Classic methods like Loewe additivity and the Chou–Talalay approach have long been used to study how drugs interact. These models help determine whether combining drugs leads to better, worse, or simply additive effects. Typically, researchers generate dose-response curves in lab settings to analyze these interactions. However, these laboratory-based methods don’t always translate well to real-world scenarios. In clinical and preclinical (animal) studies, it's common to administer fixed doses of each drug rather than exploring a range of doses. This poses a challenge, as many drug interaction models assume a smooth, testable relationship between dose and effect—something that rarely occurs in practical settings. Several real-world factors complicate the interpretation of combination therapies: pharmacokinetics (how drugs move through the body), drug distribution, site-specific activity, and toxicity levels all introduce variability. These complexities often make it difficult for simple mathematical models to accurately reflect what’s happening in the body. For researchers, a key challenge is applying drug interaction models in clinical contexts, where fixed-dose regimens are the norm.
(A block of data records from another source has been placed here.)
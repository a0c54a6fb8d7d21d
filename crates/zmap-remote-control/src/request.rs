//! Request/reply records.

use zmap_remote_protocol::WireMessage;

/// Direction of a request relative to this session.
#[derive(Debug, Clone, Copy, PartialEq, Eq)]
pub enum RequestType {
    /// Sent by the peer, answered by us.
    Incoming,
    /// Sent by us, answered by the peer.
    Outgoing,
}

/// A request and, once known, its reply.
#[derive(Debug, Clone)]
pub struct RequestReply {
    request_type: RequestType,
    /// Endpoint of the socket the request travelled over.
    endpoint: String,
    command: Option<String>,
    request: WireMessage,
    reply: Option<WireMessage>,
    /// Set once a reply has gone out, so resends can be told apart.
    answered: bool,
}

impl RequestReply {
    pub fn new(
        request_type: RequestType,
        endpoint: impl Into<String>,
        command: Option<String>,
        request: WireMessage,
    ) -> Self {
        Self {
            request_type,
            endpoint: endpoint.into(),
            command,
            request,
            reply: None,
            answered: false,
        }
    }

    pub fn request_type(&self) -> RequestType {
        self.request_type
    }

    pub fn request_id(&self) -> &str {
        self.request.request_id()
    }

    pub fn endpoint(&self) -> &str {
        &self.endpoint
    }

    pub fn command(&self) -> Option<&str> {
        self.command.as_deref()
    }

    pub fn request(&self) -> &WireMessage {
        &self.request
    }

    pub fn reply(&self) -> Option<&WireMessage> {
        self.reply.as_ref()
    }

    /// Removes the reply so it can be sent again.
    pub fn take_reply(&mut self) -> Option<WireMessage> {
        self.reply.take()
    }

    /// True if a reply to this request has already been sent once.
    pub fn answered(&self) -> bool {
        self.answered
    }

    pub fn set_reply(&mut self, reply: WireMessage) {
        self.reply = Some(reply);
        self.answered = true;
    }

    /// Gives up the request message, e.g. to queue it for resending.
    pub fn into_request(self) -> WireMessage {
        self.request
    }
}
//! Configuration commands.

use crate::config::PeerConfig;
use crate::error::{ClientError, ClientResult};

/// Dump the effective configuration to stdout.
pub fn dump(config: &PeerConfig) -> ClientResult<()> {
    let toml_str = toml::to_string_pretty(config)
        .map_err(|e| ClientError::config(format!("failed to serialize config: {e}")))?;
    println!("# config.toml ({})", PeerConfig::default_path().display());
    println!("{toml_str}");
    Ok(())
}

/// Show the configuration file path.
pub fn path() -> ClientResult<()> {
    println!("config: {}", PeerConfig::default_path().display());
    Ok(())
}
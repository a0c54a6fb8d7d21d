//! Tracing setup shared by the session library and the peer CLI.
//!
//! All output goes to stderr so that a peer can print reply bodies on stdout
//! without log lines mixed in.
//!
//! ```ignore
//! use zmap_remote_core::tracing::{init_tracing, TracingConfig};
//!
//! init_tracing(TracingConfig::cli_debug())?;
//! ```

use thiserror::Error;
use tracing::Level;
use tracing_subscriber::fmt::{self, format::FmtSpan};
use tracing_subscriber::layer::Layered;
use tracing_subscriber::prelude::*;
use tracing_subscriber::{EnvFilter, Layer, Registry};

/// Target prefix every crate in this workspace logs under.
pub const LOG_TARGET_PREFIX: &str = "zmap_remote";

#[derive(Debug, Error)]
pub enum TracingError {
    #[error("failed to set global tracing subscriber: {0}")]
    SetGlobalSubscriber(#[from] tracing::subscriber::SetGlobalDefaultError),

    #[error("failed to parse log filter: {0}")]
    Filter(#[from] tracing_subscriber::filter::ParseError),
}

/// How log lines are rendered.
#[derive(Debug, Clone, Copy, Default, PartialEq, Eq)]
pub enum TracingOutputFormat {
    /// Multi-line, for reading a single session closely.
    Pretty,
    #[default]
    Compact,
    /// One JSON object per event, for long running listeners.
    Json,
}

/// What `init_tracing` installs.
#[derive(Debug, Clone)]
pub struct TracingConfig {
    /// Level for `zmap_remote*` targets when no filter is given.
    pub level: Level,
    pub format: TracingOutputFormat,
    /// Show file, line and target of each event.
    pub show_source: bool,
    pub timestamps: bool,
    /// Log span open and close.
    pub span_events: bool,
    /// Filter directive. Overrides both `level` and `RUST_LOG`.
    pub filter: Option<String>,
}

impl Default for TracingConfig {
    fn default() -> Self {
        Self {
            level: Level::WARN,
            format: TracingOutputFormat::Compact,
            show_source: false,
            timestamps: true,
            span_events: false,
            filter: None,
        }
    }
}

impl TracingConfig {
    /// `--debug` runs of the CLI: everything from our crates, no clock.
    #[must_use]
    pub fn cli_debug() -> Self {
        Self {
            level: Level::DEBUG,
            show_source: true,
            timestamps: false,
            ..Self::default()
        }
    }

    /// A peer left running as a listener, logging JSON for collection.
    #[must_use]
    pub fn listener() -> Self {
        Self {
            level: Level::INFO,
            format: TracingOutputFormat::Json,
            show_source: true,
            span_events: true,
            ..Self::default()
        }
    }

    #[must_use]
    pub fn with_level(mut self, level: Level) -> Self {
        self.level = level;
        self
    }

    #[must_use]
    pub fn with_format(mut self, format: TracingOutputFormat) -> Self {
        self.format = format;
        self
    }

    #[must_use]
    pub fn with_filter(mut self, directive: impl Into<String>) -> Self {
        self.filter = Some(directive.into());
        self
    }

    /// Directive used when neither `filter` nor `RUST_LOG` is set.
    pub fn default_directive(&self) -> String {
        format!("{LOG_TARGET_PREFIX}={}", self.level)
    }

    fn build_filter(&self) -> Result<EnvFilter, TracingError> {
        match &self.filter {
            Some(directive) => Ok(EnvFilter::try_new(directive)?),
            None => Ok(EnvFilter::try_from_default_env()
                .unwrap_or_else(|_| EnvFilter::new(self.default_directive()))),
        }
    }

    fn output_layer(&self) -> Box<dyn Layer<Layered<EnvFilter, Registry>> + Send + Sync> {
        let spans = if self.span_events {
            FmtSpan::NEW | FmtSpan::CLOSE
        } else {
            FmtSpan::NONE
        };
        let layer = fmt::layer()
            .with_writer(std::io::stderr)
            .with_file(self.show_source)
            .with_line_number(self.show_source)
            .with_target(self.show_source)
            .with_span_events(spans);

        match (self.format, self.timestamps) {
            (TracingOutputFormat::Pretty, true) => layer.pretty().boxed(),
            (TracingOutputFormat::Pretty, false) => layer.pretty().without_time().boxed(),
            (TracingOutputFormat::Compact, true) => layer.compact().boxed(),
            (TracingOutputFormat::Compact, false) => layer.compact().without_time().boxed(),
            (TracingOutputFormat::Json, _) => layer.json().boxed(),
        }
    }
}

/// Installs the global subscriber described by `config`.
///
/// Fails if a global subscriber is already installed or the filter
/// directive does not parse.
pub fn init_tracing(config: TracingConfig) -> Result<(), TracingError> {
    let subscriber = tracing_subscriber::registry()
        .with(config.build_filter()?)
        .with(config.output_layer());
    tracing::subscriber::set_global_default(subscriber)?;
    Ok(())
}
This disconnect has sparked growing interest in more advanced approaches, such as:

• Modelling tumour growth over time
• Using statistical frameworks to analyze biological systems
• Simulating drug behavior in the body (pharmacokinetic/pharmacodynamic modeling)

To make meaningful progress, scientists must strike a balance between simplicity and realism—developing models that are both accessible and biologically accurate. This balance is essential because the real value of combination therapies lies not only in theoretical synergy but also in demonstrated practical effectiveness at real-world doses.